Имена нарицательные могли заимствоваться в различные периоды пребывания немецких купцов в Новгороде. Большинство из них проникало в язык ганзейцев через устное общение, и только некоторые социальные термины являются типичными заимствованиями через сферу официально-делового письма. В ходе культурных, торгово-дипломатических и, конечно, языковых контактов Руси с Северной Германией наблюдаются как нижненемецкие заимствования в русских текстах, так и русские — в нижненемецких текстах. Вторая группа значительно многочисленней, чем первая.
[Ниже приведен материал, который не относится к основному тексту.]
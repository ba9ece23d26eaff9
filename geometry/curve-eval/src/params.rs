//! Tunable parameters for the numerical routines.

#[cfg(feature = "serde")]
use serde::{Deserialize, Serialize};

/// Parameters for adaptive Gauss–Kronrod integration.
#[derive(Debug, Clone, Copy, PartialEq)]
#[cfg_attr(feature = "serde", derive(Serialize, Deserialize))]
pub struct QuadratureParams {
    /// Absolute error tolerance between the Gauss and Kronrod estimates
    /// below which an interval is accepted. Default: 1e-6
    pub tolerance: f64,

    /// Maximum bisection depth. Intervals at this depth are accepted
    /// regardless of error. Default: 10
    pub max_depth: usize,
}

impl Default for QuadratureParams {
    fn default() -> Self {
        Self {
            tolerance: 1e-6,
            max_depth: 10,
        }
    }
}

impl QuadratureParams {
    /// Set the absolute tolerance.
    #[must_use]
    pub const fn with_tolerance(mut self, tolerance: f64) -> Self {
        self.tolerance = tolerance;
        self
    }

    /// Set the maximum recursion depth.
    #[must_use]
    pub const fn with_max_depth(mut self, max_depth: usize) -> Self {
        self.max_depth = max_depth;
        self
    }
}

/// Parameters for the safeguarded Newton solver.
#[derive(Debug, Clone, Copy, PartialEq)]
#[cfg_attr(feature = "serde", derive(Serialize, Deserialize))]
pub struct RootParams {
    /// Residual magnitude accepted as converged. Default: 1e-10
    pub tolerance: f64,

    /// Maximum number of Newton/bisection steps. Default: 10
    pub max_iterations: usize,
}

impl Default for RootParams {
    fn default() -> Self {
        Self {
            tolerance: 1e-10,
            max_iterations: 10,
        }
    }
}

impl RootParams {
    /// Set the residual tolerance.
    #[must_use]
    pub const fn with_tolerance(mut self, tolerance: f64) -> Self {
        self.tolerance = tolerance;
        self
    }

    /// Set the iteration cap.
    #[must_use]
    pub const fn with_max_iterations(mut self, max_iterations: usize) -> Self {
        self.max_iterations = max_iterations;
        self
    }
}

/// Parameters for building an arc-length reparameterization.
#[derive(Debug, Clone, Copy, PartialEq)]
#[cfg_attr(feature = "serde", derive(Serialize, Deserialize))]
pub struct ArcLengthParams {
    /// Lower bound on the number of table segments. Default: 10
    pub min_segments: usize,

    /// Upper bound on the number of table segments. Default: 50
    pub max_segments: usize,

    /// Segments requested per unit of total arc length, before clamping
    /// to `[min_segments, max_segments]`. Default: 1.0
    pub segments_per_unit_length: f64,

    /// Integration parameters for the table and for refinement.
    pub quadrature: QuadratureParams,

    /// Root finder parameters for inversion.
    pub root: RootParams,
}

impl Default for ArcLengthParams {
    fn default() -> Self {
        Self {
            min_segments: 10,
            max_segments: 50,
            segments_per_unit_length: 1.0,
            quadrature: QuadratureParams::default(),
            root: RootParams::default(),
        }
    }
}

impl ArcLengthParams {
    /// Set the segment count bounds.
    ///
    /// `max` is raised to `min` if given smaller, and `min` is at least 1.
    #[must_use]
    pub fn with_segment_bounds(mut self, min: usize, max: usize) -> Self {
        self.min_segments = min.max(1);
        self.max_segments = max.max(self.min_segments);
        self
    }

    /// Set the segment density.
    #[must_use]
    pub const fn with_segments_per_unit_length(mut self, density: f64) -> Self {
        self.segments_per_unit_length = density;
        self
    }

    /// Set the integration parameters.
    #[must_use]
    pub const fn with_quadrature(mut self, quadrature: QuadratureParams) -> Self {
        self.quadrature = quadrature;
        self
    }

    /// Set the root finder parameters.
    #[must_use]
    pub const fn with_root(mut self, root: RootParams) -> Self {
        self.root = root;
        self
    }

    /// Number of table segments for a curve of the given total length.
    #[must_use]
    pub fn segment_count(&self, total_length: f64) -> usize {
        let requested = (total_length.abs() * self.segments_per_unit_length).ceil();
        let requested = if requested.is_finite() && requested > 0.0 {
            requested as usize
        } else {
            0
        };
        // Fields are public, so min may exceed max; min wins
        requested.min(self.max_segments).max(self.min_segments)
    }
}

#[cfg(test)]
mod tests {
    use super::*;

    #[test]
    fn test_default_params() {
        let q = QuadratureParams::default();
        assert!((q.tolerance - 1e-6).abs() < 1e-12);
        assert_eq!(q.max_depth, 10);

        let r = RootParams::default();
        assert_eq!(r.max_iterations, 10);

        let a = ArcLengthParams::default();
        assert_eq!(a.min_segments, 10);
        assert_eq!(a.max_segments, 50);
    }

    #[test]
    fn test_builders() {
        let q = QuadratureParams::default().with_max_depth(16).with_tolerance(1e-9);
        assert_eq!(q.max_depth, 16);
        assert!((q.tolerance - 1e-9).abs() < 1e-15);

        let r = RootParams::default().with_max_iterations(25);
        assert_eq!(r.max_iterations, 25);
    }

    #[test]
    fn test_segment_count_clamping() {
        let a = ArcLengthParams::default();
        assert_eq!(a.segment_count(0.0), 10);
        assert_eq!(a.segment_count(3.2), 10);
        assert_eq!(a.segment_count(22.5), 23);
        assert_eq!(a.segment_count(1e6), 50);
        assert_eq!(a.segment_count(f64::NAN), 10);
    }

    #[test]
    fn test_segment_bounds_ordering() {
        let a = ArcLengthParams::default().with_segment_bounds(20, 5);
        assert_eq!(a.min_segments, 20);
        assert_eq!(a.max_segments, 20);
    }

    #[test]
    fn test_segment_count_inverted_fields() {
        let a = ArcLengthParams {
            min_segments: 20,
            max_segments: 5,
            ..ArcLengthParams::default()
        };
        assert_eq!(a.segment_count(0.0), 20);
        assert_eq!(a.segment_count(12.0), 20);
        assert_eq!(a.segment_count(1e6), 20);
    }
}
Нижненемецкий заимствовал из древнерусского языка названия мер весов, денег, товаров, титулов официальных лиц или инстанций и некоторых других понятий и реалий, в отношении которых авторы текстов не сочли правильным употребление родного слова или проявляли в этом вопросе колебания. Товары, деньги и меры веса — это характерные культурные реалии, для которых иностранный язык не располагает собственными обозначениями и поэтому заимствует их из местного языка. Так были заимствованы из русского языка слова, обозначающие русские денежные единицы: кипе «куна» (первоначально кунья шкурка, используемая в качестве разменной единицы) и названия денежных единиц soltnyck, zlotnyk «золотник», musskowike «московка» и rubel «рубль».
Есть и аналогичные заимствования в обратном направлении: в грамоте Великого Новгорода городу Колывани (Ревелю) 1439 г. с требованием возвращения товара указывается количество зерна в ластах и пундах, то есть в западных мерах и при помощи их немецких обозначений: 14 ласты жита, 3 пунъды пшеничы.
В процессе торговли заимствуются также названия товаров местного ассортимента, например borahne «баранья (шкура)», в особенности же — обозначения кож особой, местной обработки. К таким сортам кож относилась юфть, название которой перешло в нижненемецкий как jufften и сохранилось в современном немецком языке до сих пор (Juchten), и заимствование apecki (из древнерусского опойки, в форме множественного числа), обозначавшее кожу, выделанную особым образом из телячьей шкуры определенного возраста. Меховой ассортимент, столь характерный для торговли с Русью (рис. 39), представлен не только общеизвестными обозначениями ценных пород меха, но и такими специальными терминами, как древнерусские обозначения для сшитых вместе малоценных шкурок шевница, двоиница, троиница в нижненемецких schevenysse, doyenisse, troynisse.